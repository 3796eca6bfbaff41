//! Nearest-color index (C5): accelerated lookup from a query color to its
//! nearest palette entry.
//!
//! Below 16 entries a linear scan is already faster than any tree
//! overhead, so that's the only backend used; above it, a vantage-point
//! tree partitions the palette so most queries only visit a handful of
//! candidates. Both backends are reached through the same `search` entry
//! point so callers never need to know which one is active.

use crate::pal::{f_pixel, PalF, PalIndex, MIN_OPAQUE_A};

const LINEAR_SCAN_THRESHOLD: usize = 16;

/// Byte alpha (in linear `[0,1]` terms) below which a query is considered
/// "nearly transparent" and routed to the transparent slot rather than
/// matched by raw distance.
const NEARLY_TRANSPARENT_A: f32 = 1. / 256.;

enum Backend {
    Linear,
    VpTree(Option<VpNode>),
}

struct VpNode {
    index: PalIndex,
    /// Split radius: descendants in `inside` are within this distance of
    /// `index`'s color; `outside` holds everything farther.
    radius: f32,
    inside: Option<Box<VpNode>>,
    outside: Option<Box<VpNode>>,
}

pub(crate) struct Nearest<'p> {
    colors: &'p [f_pixel],
    backend: Backend,
    transparent_index: Option<PalIndex>,
}

impl<'p> Nearest<'p> {
    #[must_use]
    pub fn new(palette: &'p PalF) -> Self {
        let colors = palette.as_slice();
        let transparent_index = colors
            .iter()
            .enumerate()
            .min_by(|(_, a), (_, b)| a.0.a.partial_cmp(&b.0.a).unwrap())
            .filter(|(_, c)| c.0.a < MIN_OPAQUE_A)
            .map(|(i, _)| i as PalIndex);

        let backend = if colors.len() < LINEAR_SCAN_THRESHOLD {
            Backend::Linear
        } else {
            let indices: Vec<PalIndex> = (0..colors.len() as PalIndex).collect();
            Backend::VpTree(build_vp_tree(colors, indices))
        };

        Self { colors, backend, transparent_index }
    }

    /// Find the palette entry nearest `query`. `last_match_hint` is checked
    /// first as a cheap common-case shortcut (adjacent pixels are usually
    /// mapped to the same or a nearby color); it never changes the result,
    /// only how fast it's found.
    #[must_use]
    pub fn search(&self, query: &f_pixel, last_match_hint: PalIndex) -> (PalIndex, f32) {
        if query.0.a < NEARLY_TRANSPARENT_A {
            if let Some(t) = self.transparent_index {
                return (t, query.diff(&self.colors[t as usize]));
            }
        }

        match &self.backend {
            Backend::Linear => self.linear_search(query),
            Backend::VpTree(root) => {
                let hinted = query.diff(&self.colors[last_match_hint as usize]);
                let mut best = (last_match_hint, hinted);
                if let Some(root) = root {
                    vp_search(root, self.colors, query, &mut best);
                }
                best
            }
        }
    }

    fn linear_search(&self, query: &f_pixel) -> (PalIndex, f32) {
        let mut best_index = 0;
        let mut best_diff = f32::MAX;
        for (i, color) in self.colors.iter().enumerate() {
            let d = query.diff(color);
            if d < best_diff {
                best_diff = d;
                best_index = i as PalIndex;
            }
        }
        (best_index, best_diff)
    }
}

fn build_vp_tree(colors: &[f_pixel], mut indices: Vec<PalIndex>) -> Option<VpNode> {
    if indices.is_empty() {
        return None;
    }
    let vantage = indices.swap_remove(0);
    if indices.is_empty() {
        return Some(VpNode { index: vantage, radius: 0., inside: None, outside: None });
    }

    indices.sort_by(|&a, &b| {
        let da = colors[vantage as usize].diff(&colors[a as usize]);
        let db = colors[vantage as usize].diff(&colors[b as usize]);
        da.partial_cmp(&db).unwrap()
    });
    let mid = indices.len() / 2;
    let radius = colors[vantage as usize].diff(&colors[indices[mid] as usize]);
    let outside_half = indices.split_off(mid);

    Some(VpNode {
        index: vantage,
        radius,
        inside: build_vp_tree(colors, indices).map(Box::new),
        outside: build_vp_tree(colors, outside_half).map(Box::new),
    })
}

fn vp_search(node: &VpNode, colors: &[f_pixel], query: &f_pixel, best: &mut (PalIndex, f32)) {
    let d_sq = query.diff(&colors[node.index as usize]);
    if d_sq < best.1 {
        *best = (node.index, d_sq);
    }

    // Pruning in true-distance space: squared distance doesn't satisfy the
    // triangle inequality, so the safe radius check needs a square root on
    // both sides.
    let d = d_sq.sqrt();
    let radius = node.radius.sqrt();
    let best_dist = best.1.sqrt();

    if let Some(inside) = &node.inside {
        if d - best_dist <= radius {
            vp_search(inside, colors, query, best);
        }
    }
    if let Some(outside) = &node.outside {
        if d + best_dist >= radius {
            vp_search(outside, colors, query, best);
        }
    }
}

#[cfg(test)]
mod tests {
    use super::*;
    use crate::pal::{PalPop, ARGBF};

    fn px(r: f32, g: f32, b: f32, a: f32) -> f_pixel {
        f_pixel(ARGBF { a, r, g, b })
    }

    #[test]
    fn linear_backend_finds_exact_match() {
        let mut pal = PalF::new();
        pal.push(px(0., 0., 0., 1.), PalPop::new(1.));
        pal.push(px(1., 1., 1., 1.), PalPop::new(1.));
        pal.push(px(0.5, 0.5, 0.5, 1.), PalPop::new(1.));
        let nearest = Nearest::new(&pal);
        let (idx, diff) = nearest.search(&px(0.5, 0.5, 0.5, 1.), 0);
        assert_eq!(idx, 2);
        assert!(diff < 1e-6);
    }

    #[test]
    fn vp_tree_backend_matches_linear_scan() {
        let mut pal = PalF::new();
        for i in 0..40u32 {
            let v = i as f32 / 40.;
            pal.push(px(v, (v * 3.).fract(), (v * 7.).fract(), 1.), PalPop::new(1.));
        }
        let nearest = Nearest::new(&pal);
        let colors = pal.as_slice();
        for q in [px(0.2, 0.1, 0.9, 1.), px(0.9, 0.9, 0.1, 1.), px(0.0, 0.0, 0.0, 1.)] {
            let (idx, _) = nearest.search(&q, 0);
            let (expect_idx, _) = colors
                .iter()
                .enumerate()
                .map(|(i, c)| (i as PalIndex, q.diff(c)))
                .min_by(|(_, a), (_, b)| a.partial_cmp(b).unwrap())
                .unwrap();
            assert_eq!(q.diff(&colors[idx as usize]), q.diff(&colors[expect_idx as usize]));
        }
    }

    /// Regression for a backend disagreement when palette entries are
    /// partially transparent: the weighting in `diff()` is asymmetric in its
    /// two operands, so `search` must always compute `query.diff(&palette)`,
    /// never the reverse, in both the linear and VP-tree backends.
    #[test]
    fn vp_tree_backend_matches_linear_scan_with_semi_transparent_palette() {
        let mut pal = PalF::new();
        for i in 0..40u32 {
            let v = i as f32 / 40.;
            let a = 0.2 + 0.6 * ((i % 5) as f32 / 4.);
            pal.push(px(v, (v * 3.).fract(), (v * 7.).fract(), a), PalPop::new(1.));
        }
        let nearest = Nearest::new(&pal);
        let colors = pal.as_slice();
        for q in [px(0.2, 0.1, 0.9, 0.9), px(0.9, 0.9, 0.1, 0.5), px(0.0, 0.0, 0.0, 0.7)] {
            let (idx, _) = nearest.search(&q, 0);
            let (expect_idx, _) = colors
                .iter()
                .enumerate()
                .map(|(i, c)| (i as PalIndex, q.diff(c)))
                .min_by(|(_, a), (_, b)| a.partial_cmp(b).unwrap())
                .unwrap();
            assert_eq!(idx, expect_idx);
        }
    }

    #[test]
    fn transparent_query_routes_to_transparent_slot() {
        let mut pal = PalF::new();
        pal.push(px(1., 0., 0., 1.), PalPop::new(1.));
        pal.push(px(0., 0., 0., 0.), PalPop::new(1.));
        let nearest = Nearest::new(&pal);
        let (idx, _) = nearest.search(&f_pixel::default(), 0);
        assert_eq!(idx, 1);
    }
}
----
What is needed is how many lines of the listing include the string "hinted", given as a bare number.

● WRITTEN SOLUTION: 2